*Problem details:*
All that should be output is the block of lines below from the line with "filename backend/src/services/competition.rs" to the line with "use super::view_state::ViewData;", both included, exactly as written.

*Exercise materials:*
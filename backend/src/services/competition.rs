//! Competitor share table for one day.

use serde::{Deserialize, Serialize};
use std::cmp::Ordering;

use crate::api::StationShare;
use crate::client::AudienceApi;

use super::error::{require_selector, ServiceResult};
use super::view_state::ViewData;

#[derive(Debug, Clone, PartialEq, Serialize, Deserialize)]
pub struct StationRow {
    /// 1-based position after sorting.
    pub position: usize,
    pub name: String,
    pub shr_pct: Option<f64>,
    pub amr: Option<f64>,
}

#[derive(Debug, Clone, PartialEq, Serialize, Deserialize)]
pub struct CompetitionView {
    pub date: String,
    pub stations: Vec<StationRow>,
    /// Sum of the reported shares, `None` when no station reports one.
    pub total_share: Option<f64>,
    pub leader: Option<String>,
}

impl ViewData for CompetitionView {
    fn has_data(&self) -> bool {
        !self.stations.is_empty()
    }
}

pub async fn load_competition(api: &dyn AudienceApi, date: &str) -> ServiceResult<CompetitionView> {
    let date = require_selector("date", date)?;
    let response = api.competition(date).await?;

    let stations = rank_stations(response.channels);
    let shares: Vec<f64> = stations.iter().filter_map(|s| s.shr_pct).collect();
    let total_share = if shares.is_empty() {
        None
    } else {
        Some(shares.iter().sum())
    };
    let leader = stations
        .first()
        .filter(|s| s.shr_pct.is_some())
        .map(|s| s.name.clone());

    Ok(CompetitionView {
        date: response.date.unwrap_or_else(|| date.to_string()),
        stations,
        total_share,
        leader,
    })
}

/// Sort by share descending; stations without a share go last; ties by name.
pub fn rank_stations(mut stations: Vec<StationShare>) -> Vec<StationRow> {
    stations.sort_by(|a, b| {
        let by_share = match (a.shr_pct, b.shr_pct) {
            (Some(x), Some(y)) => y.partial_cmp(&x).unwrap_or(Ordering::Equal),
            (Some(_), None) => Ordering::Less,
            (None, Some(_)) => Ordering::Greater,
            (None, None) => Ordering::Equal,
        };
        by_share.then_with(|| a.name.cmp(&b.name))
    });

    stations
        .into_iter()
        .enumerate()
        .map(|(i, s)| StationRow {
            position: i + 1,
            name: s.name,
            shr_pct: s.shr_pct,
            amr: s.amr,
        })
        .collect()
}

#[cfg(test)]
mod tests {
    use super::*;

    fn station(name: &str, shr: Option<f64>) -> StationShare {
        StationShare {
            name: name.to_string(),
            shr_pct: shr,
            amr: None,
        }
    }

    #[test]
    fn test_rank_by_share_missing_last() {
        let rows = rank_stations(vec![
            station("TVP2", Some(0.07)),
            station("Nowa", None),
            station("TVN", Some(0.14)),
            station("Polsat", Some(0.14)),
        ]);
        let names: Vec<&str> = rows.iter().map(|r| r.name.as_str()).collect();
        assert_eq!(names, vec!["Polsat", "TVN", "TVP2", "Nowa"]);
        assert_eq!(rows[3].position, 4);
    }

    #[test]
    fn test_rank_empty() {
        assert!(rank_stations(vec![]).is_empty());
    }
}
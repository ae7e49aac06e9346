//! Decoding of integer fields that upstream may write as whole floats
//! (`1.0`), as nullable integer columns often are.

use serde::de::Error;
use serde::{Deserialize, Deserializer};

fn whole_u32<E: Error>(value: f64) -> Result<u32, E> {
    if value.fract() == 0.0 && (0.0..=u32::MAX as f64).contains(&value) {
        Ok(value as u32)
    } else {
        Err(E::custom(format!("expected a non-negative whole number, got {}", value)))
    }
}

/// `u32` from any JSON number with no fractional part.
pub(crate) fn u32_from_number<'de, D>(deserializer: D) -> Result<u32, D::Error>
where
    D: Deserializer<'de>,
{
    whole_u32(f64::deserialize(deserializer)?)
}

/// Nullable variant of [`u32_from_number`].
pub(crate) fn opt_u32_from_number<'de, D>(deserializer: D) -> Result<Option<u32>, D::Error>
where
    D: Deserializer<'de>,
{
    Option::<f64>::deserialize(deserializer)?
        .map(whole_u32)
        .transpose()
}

---

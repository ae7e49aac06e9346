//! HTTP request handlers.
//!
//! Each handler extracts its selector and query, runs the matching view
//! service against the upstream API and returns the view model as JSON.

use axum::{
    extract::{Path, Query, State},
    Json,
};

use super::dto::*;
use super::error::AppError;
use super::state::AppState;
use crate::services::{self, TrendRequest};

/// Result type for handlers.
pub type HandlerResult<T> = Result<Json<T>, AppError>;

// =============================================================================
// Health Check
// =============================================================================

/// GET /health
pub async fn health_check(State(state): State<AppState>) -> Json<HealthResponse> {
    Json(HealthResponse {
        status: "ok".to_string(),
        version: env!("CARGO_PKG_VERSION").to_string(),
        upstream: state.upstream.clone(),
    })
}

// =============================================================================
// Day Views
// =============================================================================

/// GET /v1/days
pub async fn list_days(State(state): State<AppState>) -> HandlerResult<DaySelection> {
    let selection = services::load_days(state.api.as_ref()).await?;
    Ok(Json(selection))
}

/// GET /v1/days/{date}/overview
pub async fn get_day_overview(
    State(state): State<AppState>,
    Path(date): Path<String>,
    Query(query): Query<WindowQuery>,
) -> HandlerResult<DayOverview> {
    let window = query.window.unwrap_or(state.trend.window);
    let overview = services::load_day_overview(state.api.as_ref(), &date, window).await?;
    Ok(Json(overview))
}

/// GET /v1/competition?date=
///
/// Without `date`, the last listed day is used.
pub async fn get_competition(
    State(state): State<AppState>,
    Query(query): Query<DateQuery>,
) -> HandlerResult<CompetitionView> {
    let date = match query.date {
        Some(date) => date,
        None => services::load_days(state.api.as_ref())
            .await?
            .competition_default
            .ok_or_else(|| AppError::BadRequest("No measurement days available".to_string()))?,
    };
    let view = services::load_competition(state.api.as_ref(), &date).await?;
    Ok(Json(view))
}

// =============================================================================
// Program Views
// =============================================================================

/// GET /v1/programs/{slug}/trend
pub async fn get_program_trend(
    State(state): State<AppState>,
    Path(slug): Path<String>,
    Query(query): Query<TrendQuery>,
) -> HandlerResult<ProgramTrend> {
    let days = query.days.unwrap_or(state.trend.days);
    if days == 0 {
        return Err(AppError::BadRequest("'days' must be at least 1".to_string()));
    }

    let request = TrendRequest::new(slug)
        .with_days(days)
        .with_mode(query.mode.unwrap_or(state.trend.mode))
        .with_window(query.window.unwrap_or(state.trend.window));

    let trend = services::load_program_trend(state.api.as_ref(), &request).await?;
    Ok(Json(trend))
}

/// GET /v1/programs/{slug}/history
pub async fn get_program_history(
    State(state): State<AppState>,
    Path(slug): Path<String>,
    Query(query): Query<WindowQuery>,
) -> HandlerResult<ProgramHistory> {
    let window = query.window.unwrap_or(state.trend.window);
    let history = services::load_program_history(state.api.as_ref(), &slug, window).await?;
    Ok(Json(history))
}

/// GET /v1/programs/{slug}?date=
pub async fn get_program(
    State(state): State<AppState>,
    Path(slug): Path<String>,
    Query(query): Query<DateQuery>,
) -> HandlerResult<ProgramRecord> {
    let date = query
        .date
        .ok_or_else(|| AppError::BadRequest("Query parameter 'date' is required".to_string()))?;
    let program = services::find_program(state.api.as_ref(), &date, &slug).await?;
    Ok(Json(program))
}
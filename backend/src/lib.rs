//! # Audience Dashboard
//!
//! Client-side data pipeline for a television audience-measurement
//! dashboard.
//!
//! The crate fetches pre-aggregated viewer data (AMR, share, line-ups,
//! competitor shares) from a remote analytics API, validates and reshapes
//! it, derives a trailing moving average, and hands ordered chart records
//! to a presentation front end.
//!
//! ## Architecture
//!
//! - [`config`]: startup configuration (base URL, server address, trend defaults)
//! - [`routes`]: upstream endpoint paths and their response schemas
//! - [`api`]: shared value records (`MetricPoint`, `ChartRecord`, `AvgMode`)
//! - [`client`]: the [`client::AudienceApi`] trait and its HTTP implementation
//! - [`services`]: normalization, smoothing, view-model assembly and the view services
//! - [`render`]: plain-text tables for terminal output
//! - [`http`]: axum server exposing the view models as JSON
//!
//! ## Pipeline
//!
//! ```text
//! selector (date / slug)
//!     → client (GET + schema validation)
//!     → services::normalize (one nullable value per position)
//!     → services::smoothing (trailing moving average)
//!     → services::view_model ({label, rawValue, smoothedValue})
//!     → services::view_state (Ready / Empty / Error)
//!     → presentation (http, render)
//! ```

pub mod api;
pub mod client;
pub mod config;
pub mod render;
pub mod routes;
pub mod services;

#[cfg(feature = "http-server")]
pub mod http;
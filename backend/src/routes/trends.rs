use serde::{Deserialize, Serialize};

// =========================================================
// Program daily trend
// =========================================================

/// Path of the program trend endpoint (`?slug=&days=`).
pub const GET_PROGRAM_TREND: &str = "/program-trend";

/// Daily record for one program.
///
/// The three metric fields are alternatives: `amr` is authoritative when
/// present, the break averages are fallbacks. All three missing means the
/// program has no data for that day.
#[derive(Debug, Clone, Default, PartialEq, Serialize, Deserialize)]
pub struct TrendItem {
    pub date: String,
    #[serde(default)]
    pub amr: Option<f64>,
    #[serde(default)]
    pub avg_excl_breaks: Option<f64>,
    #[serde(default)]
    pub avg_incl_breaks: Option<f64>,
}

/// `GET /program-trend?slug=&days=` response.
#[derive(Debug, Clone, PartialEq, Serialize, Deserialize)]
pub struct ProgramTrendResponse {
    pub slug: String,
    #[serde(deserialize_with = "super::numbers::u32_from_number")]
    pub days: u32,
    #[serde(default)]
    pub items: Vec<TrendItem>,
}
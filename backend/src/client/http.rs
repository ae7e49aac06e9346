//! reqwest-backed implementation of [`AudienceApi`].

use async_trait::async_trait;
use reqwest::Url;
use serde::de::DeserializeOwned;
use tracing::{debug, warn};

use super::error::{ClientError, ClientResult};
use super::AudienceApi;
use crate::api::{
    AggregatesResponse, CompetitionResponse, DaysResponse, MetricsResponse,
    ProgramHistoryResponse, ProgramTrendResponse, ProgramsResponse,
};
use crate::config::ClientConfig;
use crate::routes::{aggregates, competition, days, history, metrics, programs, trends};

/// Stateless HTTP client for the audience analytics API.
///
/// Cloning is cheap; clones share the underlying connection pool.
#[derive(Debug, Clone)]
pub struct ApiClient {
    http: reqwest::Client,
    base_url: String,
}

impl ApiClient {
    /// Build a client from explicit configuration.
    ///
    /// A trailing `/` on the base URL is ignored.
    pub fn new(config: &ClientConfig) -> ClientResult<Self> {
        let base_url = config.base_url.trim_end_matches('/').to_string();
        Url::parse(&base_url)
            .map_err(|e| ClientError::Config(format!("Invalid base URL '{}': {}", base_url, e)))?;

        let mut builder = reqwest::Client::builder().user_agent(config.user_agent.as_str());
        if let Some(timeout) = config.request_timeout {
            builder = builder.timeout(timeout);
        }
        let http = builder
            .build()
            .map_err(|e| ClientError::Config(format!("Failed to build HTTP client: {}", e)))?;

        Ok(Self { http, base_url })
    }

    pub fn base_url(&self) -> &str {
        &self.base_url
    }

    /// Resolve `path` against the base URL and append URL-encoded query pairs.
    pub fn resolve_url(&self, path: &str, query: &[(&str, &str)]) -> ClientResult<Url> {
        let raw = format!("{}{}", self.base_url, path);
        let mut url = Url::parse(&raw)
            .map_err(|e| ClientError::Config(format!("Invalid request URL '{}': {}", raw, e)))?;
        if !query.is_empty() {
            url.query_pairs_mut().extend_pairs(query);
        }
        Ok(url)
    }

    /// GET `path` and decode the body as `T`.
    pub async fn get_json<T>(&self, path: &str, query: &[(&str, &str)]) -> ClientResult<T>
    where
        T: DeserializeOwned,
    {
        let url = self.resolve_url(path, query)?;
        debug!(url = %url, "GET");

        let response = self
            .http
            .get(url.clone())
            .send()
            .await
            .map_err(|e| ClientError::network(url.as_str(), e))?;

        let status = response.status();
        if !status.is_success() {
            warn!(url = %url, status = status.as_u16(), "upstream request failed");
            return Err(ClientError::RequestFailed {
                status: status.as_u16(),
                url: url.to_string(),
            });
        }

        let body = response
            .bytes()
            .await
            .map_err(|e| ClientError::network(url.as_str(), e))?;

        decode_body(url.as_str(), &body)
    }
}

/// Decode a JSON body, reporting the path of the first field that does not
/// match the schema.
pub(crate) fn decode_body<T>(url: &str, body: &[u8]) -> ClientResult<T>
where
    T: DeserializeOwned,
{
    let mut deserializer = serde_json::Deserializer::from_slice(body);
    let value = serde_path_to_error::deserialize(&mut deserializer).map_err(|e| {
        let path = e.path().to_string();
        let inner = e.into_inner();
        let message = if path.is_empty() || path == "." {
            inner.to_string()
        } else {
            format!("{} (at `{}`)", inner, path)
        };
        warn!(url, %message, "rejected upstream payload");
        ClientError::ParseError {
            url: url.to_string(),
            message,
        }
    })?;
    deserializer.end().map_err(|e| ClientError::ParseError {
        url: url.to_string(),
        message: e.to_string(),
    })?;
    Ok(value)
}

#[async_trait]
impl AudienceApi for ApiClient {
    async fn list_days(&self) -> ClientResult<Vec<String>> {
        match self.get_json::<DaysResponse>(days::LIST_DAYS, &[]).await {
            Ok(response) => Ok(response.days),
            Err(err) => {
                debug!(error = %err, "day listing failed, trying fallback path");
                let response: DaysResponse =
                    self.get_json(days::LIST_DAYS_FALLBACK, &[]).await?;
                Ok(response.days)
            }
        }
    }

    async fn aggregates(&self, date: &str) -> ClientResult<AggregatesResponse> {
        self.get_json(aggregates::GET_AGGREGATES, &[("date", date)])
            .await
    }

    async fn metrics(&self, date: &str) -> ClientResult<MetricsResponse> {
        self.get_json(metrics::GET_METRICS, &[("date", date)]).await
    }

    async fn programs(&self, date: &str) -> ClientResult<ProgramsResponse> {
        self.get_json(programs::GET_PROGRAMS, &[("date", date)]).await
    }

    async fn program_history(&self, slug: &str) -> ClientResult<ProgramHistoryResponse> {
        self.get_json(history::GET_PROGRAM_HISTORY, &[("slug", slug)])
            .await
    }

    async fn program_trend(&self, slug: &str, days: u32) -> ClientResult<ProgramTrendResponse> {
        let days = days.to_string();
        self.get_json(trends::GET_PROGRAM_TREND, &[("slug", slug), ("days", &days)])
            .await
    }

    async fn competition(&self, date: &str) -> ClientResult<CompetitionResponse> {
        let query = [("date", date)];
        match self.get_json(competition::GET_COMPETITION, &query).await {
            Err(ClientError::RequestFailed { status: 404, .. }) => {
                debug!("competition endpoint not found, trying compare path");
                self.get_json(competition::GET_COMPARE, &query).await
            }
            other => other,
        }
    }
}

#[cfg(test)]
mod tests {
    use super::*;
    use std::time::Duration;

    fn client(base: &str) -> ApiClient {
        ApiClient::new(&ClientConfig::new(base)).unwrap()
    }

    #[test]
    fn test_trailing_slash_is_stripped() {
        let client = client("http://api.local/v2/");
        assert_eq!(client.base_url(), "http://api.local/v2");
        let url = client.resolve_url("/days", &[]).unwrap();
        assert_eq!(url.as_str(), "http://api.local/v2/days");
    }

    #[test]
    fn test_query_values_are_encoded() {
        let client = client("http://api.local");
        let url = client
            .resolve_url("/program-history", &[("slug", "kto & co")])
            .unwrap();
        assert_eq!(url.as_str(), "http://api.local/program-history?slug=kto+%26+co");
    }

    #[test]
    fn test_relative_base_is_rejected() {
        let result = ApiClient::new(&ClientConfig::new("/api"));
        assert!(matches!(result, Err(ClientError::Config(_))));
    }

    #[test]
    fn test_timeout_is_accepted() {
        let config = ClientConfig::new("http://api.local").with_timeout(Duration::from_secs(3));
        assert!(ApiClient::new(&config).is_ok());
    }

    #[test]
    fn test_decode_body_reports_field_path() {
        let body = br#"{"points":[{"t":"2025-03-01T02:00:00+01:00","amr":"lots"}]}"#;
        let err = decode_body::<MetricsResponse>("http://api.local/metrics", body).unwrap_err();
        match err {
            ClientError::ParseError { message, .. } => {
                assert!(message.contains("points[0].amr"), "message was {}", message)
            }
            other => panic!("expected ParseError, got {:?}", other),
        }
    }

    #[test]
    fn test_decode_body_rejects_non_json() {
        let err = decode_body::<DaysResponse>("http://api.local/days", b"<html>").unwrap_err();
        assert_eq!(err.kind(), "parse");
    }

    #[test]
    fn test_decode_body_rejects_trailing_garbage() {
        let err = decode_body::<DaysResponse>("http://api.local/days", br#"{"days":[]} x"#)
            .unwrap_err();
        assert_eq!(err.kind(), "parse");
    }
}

*Response to the exercise:*
filename backend/src/services/competition.rs
//! Competitor share table for one day.

use serde::{Deserialize, Serialize};
use std::cmp::Ordering;

use crate::api::StationShare;
use crate::client::AudienceApi;

use super::error::{require_selector, ServiceResult};
use super::view_state::ViewData;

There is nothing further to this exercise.